Re: [PATCH v3 00/27] KVM: combined patchset for MBEC/GMET support
Posted by Jon Kohler 1 month, 3 weeks ago

> On Apr 15, 2026, at 3:06 AM, David Riley <d.riley@proxmox.com> wrote:
> 
> Hi Paolo, Jon,
> 
> Thanks to Paolo for sending the new patch series (v3), and to Jon
> for the feedback on my previous test.
> 
> I have once again tested this patchset (v3) on both Intel and AMD
> platforms using Proxmox VE (based on Debian Trixie) with a Windows
> Server guest (24H2, Build 26100.1742).
> 
> The focus of the tests were live migrations between different hosts
> (Intel <-> Intel & AMD <-> AMD).
> 
> All tests used the same base setup:
> 
> Kernel: mainline 7.0.0-rc7 (with MBEC/GMET v3 patches applied)

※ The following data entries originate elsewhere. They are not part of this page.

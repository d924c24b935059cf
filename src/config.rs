use std::{env, fs};

use anyhow::{ensure, Context};
use serde::Deserialize;

/// Environment variable holding the path of a JSON configuration file.
pub const CONFIG_PATH_VAR: &str = "LSTM_BENCH_CONFIG";

/// Environment variable holding the seed of the weight generator.
pub const SEED_VAR: &str = "SEED";

/// Parameters of a benchmark run.
///
/// Every field is optional in the JSON file, missing ones take the default value.
#[derive(Debug, Clone, PartialEq, Eq, Deserialize)]
#[serde(default, deny_unknown_fields)]
pub struct BenchConfig {
    /// First sequence length to time.
    pub start: usize,
    /// Last sequence length to time, inclusive.
    pub end: usize,
    pub step: usize,

    pub input_size: usize,
    pub hidden_size: usize,
    pub output_size: usize,
    /// Amount of stacked LSTM cells before the projection.
    pub lstm_layers: usize,

    /// Seed for the weight generator, the OS is used when missing.
    pub seed: Option<u64>,
}

impl Default for BenchConfig {
    fn default() -> Self {
        Self {
            start: 100,
            end: 1000,
            step: 100,
            input_size: 129,
            hidden_size: 300,
            output_size: 2580,
            lstm_layers: 4,
            seed: None,
        }
    }
}

impl BenchConfig {
    /// Loads the configuration.
    ///
    /// Starts from the defaults, replaced by the JSON file at `$LSTM_BENCH_CONFIG` if set, and
    /// finally overrides the seed with `$SEED` if set.
    ///
    /// # Errors
    /// If the file can't be read or parsed, the seed is not a `u64`, or the resulting
    /// configuration is invalid.
    pub fn load() -> anyhow::Result<Self> {
        let mut config = match env::var(CONFIG_PATH_VAR) {
            Ok(path) => {
                let content =
                    fs::read_to_string(&path).with_context(|| format!("cannot read '{path}'"))?;
                Self::from_json(&content).with_context(|| format!("invalid config '{path}'"))?
            }
            Err(_) => Self::default(),
        };

        if let Ok(seed) = env::var(SEED_VAR) {
            let seed = seed
                .parse()
                .with_context(|| format!("{SEED_VAR} must be an unsigned integer, got '{seed}'"))?;
            config.seed = Some(seed);
        }

        config.validate()?;
        Ok(config)
    }

    /// Parses a configuration from JSON, missing fields take the default value.
    pub fn from_json(json: &str) -> serde_json::Result<Self> {
        serde_json::from_str(json)
    }

    /// Checks that every size is positive and the sequence range is not empty.
    ///
    /// # Errors
    /// Describing the first invalid field.
    pub fn validate(&self) -> anyhow::Result<()> {
        ensure!(self.start > 0, "start must be positive");
        ensure!(self.step > 0, "step must be positive");
        ensure!(
            self.start <= self.end,
            "start ({}) must not exceed end ({})",
            self.start,
            self.end
        );
        ensure!(self.input_size > 0, "input_size must be positive");
        ensure!(self.hidden_size > 0, "hidden_size must be positive");
        ensure!(self.output_size > 0, "output_size must be positive");
        ensure!(self.lstm_layers > 0, "lstm_layers must be positive");
        Ok(())
    }

    /// The sequence lengths to time, `start..=end` by `step`.
    pub fn sequence_lengths(&self) -> impl Iterator<Item = usize> {
        (self.start..=self.end).step_by(self.step.max(1))
    }
}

> QEMU: our downstream QEMU build based on 10.2.1, plus Jon's patches
> virtio-win: 0.1.271
> 
> Windows Guest:
> For the guest setup I enabled Virtualization-Based Security (VBS)

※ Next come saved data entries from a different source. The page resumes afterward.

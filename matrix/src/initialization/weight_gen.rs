/// A `WeightGen` generates values for the initial state of a matrix.
pub trait WeightGen {
    /// Samples exactly `n` values.
    ///
    /// # Arguments
    /// * `n` - The amount of values to generate.
    ///
    /// # Returns
    /// A vec of length `n`.
    fn sample(&mut self, n: usize) -> Vec<f32>;
}

impl<W: WeightGen + ?Sized> WeightGen for &mut W {
    fn sample(&mut self, n: usize) -> Vec<f32> {
        (**self).sample(n)
    }
}

impl<W: WeightGen + ?Sized> WeightGen for Box<W> {
    fn sample(&mut self, n: usize) -> Vec<f32> {
        (**self).sample(n)
    }
}
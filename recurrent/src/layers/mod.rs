mod config;
mod dense;
mod gate;
mod layer;
mod lstm;

pub use config::{DenseConfig, LstmConfig};
pub use dense::Dense;
pub use gate::Gate;
pub use layer::Layer;
pub use lstm::Lstm;
use log::debug;
use matrix::{Matrix, initialization::WeightGen};

use super::DenseConfig;
use crate::{LayerErr, Result};

/// Affine projection `y = x · W + b` applied to a whole sequence at once.
///
/// Since matrices don't broadcast, the bias is kept as a `[sequence_size, output_size]` matrix.
#[derive(Clone, Debug)]
pub struct Dense {
    config: DenseConfig,
    weights: Matrix,
    bias: Matrix,
}

impl Dense {
    /// Creates a new `Dense`.
    ///
    /// The weights and then the bias are drawn from `weight_gen`.
    ///
    /// # Arguments
    /// * `config` - The layer's dimensions.
    /// * `weight_gen` - The provider of initial weights.
    ///
    /// # Panics
    /// If any of the sizes in `config` is zero.
    pub fn new<W: WeightGen + ?Sized>(config: DenseConfig, weight_gen: &mut W) -> Self {
        let DenseConfig {
            input_size,
            output_size,
            sequence_size,
        } = config;

        let weights = Matrix::from_gen(input_size, output_size, weight_gen);
        let bias = Matrix::from_gen(sequence_size, output_size, weight_gen);

        debug!(input_size = input_size, output_size = output_size; "created dense layer");

        Self {
            config,
            weights,
            bias,
        }
    }

    pub fn output_size(&self) -> usize {
        self.config.output_size
    }

    /// Projects every row of `x`.
    ///
    /// # Arguments
    /// * `x` - A `[sequence_size, input_size]` matrix.
    ///
    /// # Returns
    /// A `[sequence_size, output_size]` matrix, or an error if `x` has the wrong width or the
    /// wrong amount of rows.
    pub fn forward(&self, x: &Matrix) -> Result<Matrix> {
        if x.cols() != self.config.input_size {
            return Err(LayerErr::InputWidth {
                got: x.cols(),
                expected: self.config.input_size,
            });
        }

        Ok(x.multiply(&self.weights)?.add(&self.bias)?)
    }
}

> and Hypervisor-Protected Code Integrity (HVCI).
> 
> I set the following in the Group Policy Editor (DeviceGuard):
> * Select Platform Security Level: Secure Boot
> * Virtualization Based Protection of Code Integrity: Enabled without
>   lock
> * Require UEFI Memory Attributes Table: Checked
> 
> Hosts:
> Intel Nodes:
>    CPU: Intel(R) Xeon(R) Gold 6426Y
> 
> AMD Nodes:
>    CPU: AMD EPYC 7302P
> 
> 
> I tested the following:
> 
> 1. Intel without Hyper-V Enlightenments:
> 
> QEMU CPU options: -cpu 'host,+kvm_pv_eoi,+kvm_pv_unhalt,level=30'
> AvailableSecurityProperties [0]:  1,2,4,5,7
> 
> Security Property 7 indicates MBEC/GMET support. [0]
> 
> I migrated the virtual guest between the two Intel hosts whilst
> running Cinebench R32.200. No issues were found, but the VM does not
> perform well without Hyper-V Enlightenments.
> 
> 2. Intel with Hyper-V Enlightenments:
> 
> QEMU CPU options: -cpu 'host,+hv-evmcs,+hv-ipi,+hv-relaxed,
>   +hv-runtime,hv-spinlocks=0x1fff,+hv-stimer,+hv-synic,+hv-time,
> +hv-tlbflush,+hv-tlbflush-ext,+hv-vapic,+hv-vpindex,+hv-xmm-input,
>   +kvm_pv_eoi,+kvm_pv_unhalt,level=30,+vmx-mbec'
> 
> AvailableSecurityProperties [0]: 1,2,4,5,7
> 
> I again migrated the virtual machine between the two Intel hosts
> whilst running Cinebench R32.200. No issues were found, but the VM
> performs significantly better with Hyper-V Enlightenments set.
> 
> 3. AMD without Hyper-V Enlightenments:
> 
> QEMU CPU options: -cpu 'host,+kvm_pv_eoi,+kvm_pv_unhalt,level=30'
> 
> AvailableSecurityProperties [0]: 1,2,4,5,7
> 
> I migrated the virtual machine between the two AMD hosts whilst
> running Cinebench R32.200. No issues were found.
> 
> 4. AMD with Hyper-V Enlightenments:
> 
> QEMU CPU options: -cpu 'host,+gmet,+hv-emsr-bitmap,+hv-ipi,
> +hv-relaxed,+hv-runtime,hv-spinlocks=0x1fff,+hv-stimer,+hv-synic,
>   +hv-time,+hv-tlbflush,+hv-tlbflush-ext,+hv-vapic,+hv-vpindex,
>   +hv-xmm-input,+kvm_pv_eoi,+kvm_pv_unhalt,level=30'
> 
> AvailableSecurityProperties [0]: 1,2,4,5,7
> 
> I again migrated the virtual machine between the two AMD hosts whilst
> running Cinebench R32.200. I have not found any issues.
> 
> Tested-by: David Riley <d.riley@proxmox.com>

Great! Thanks for testing these various permutations out, that’s
a very helpful datapoint. 

For posterity, we’ve also done a similar round of testing on both
AMD/Intel and knock on wood, things are holding up nicely, with
no trouble reports from QA as of yet (more knocking on wood).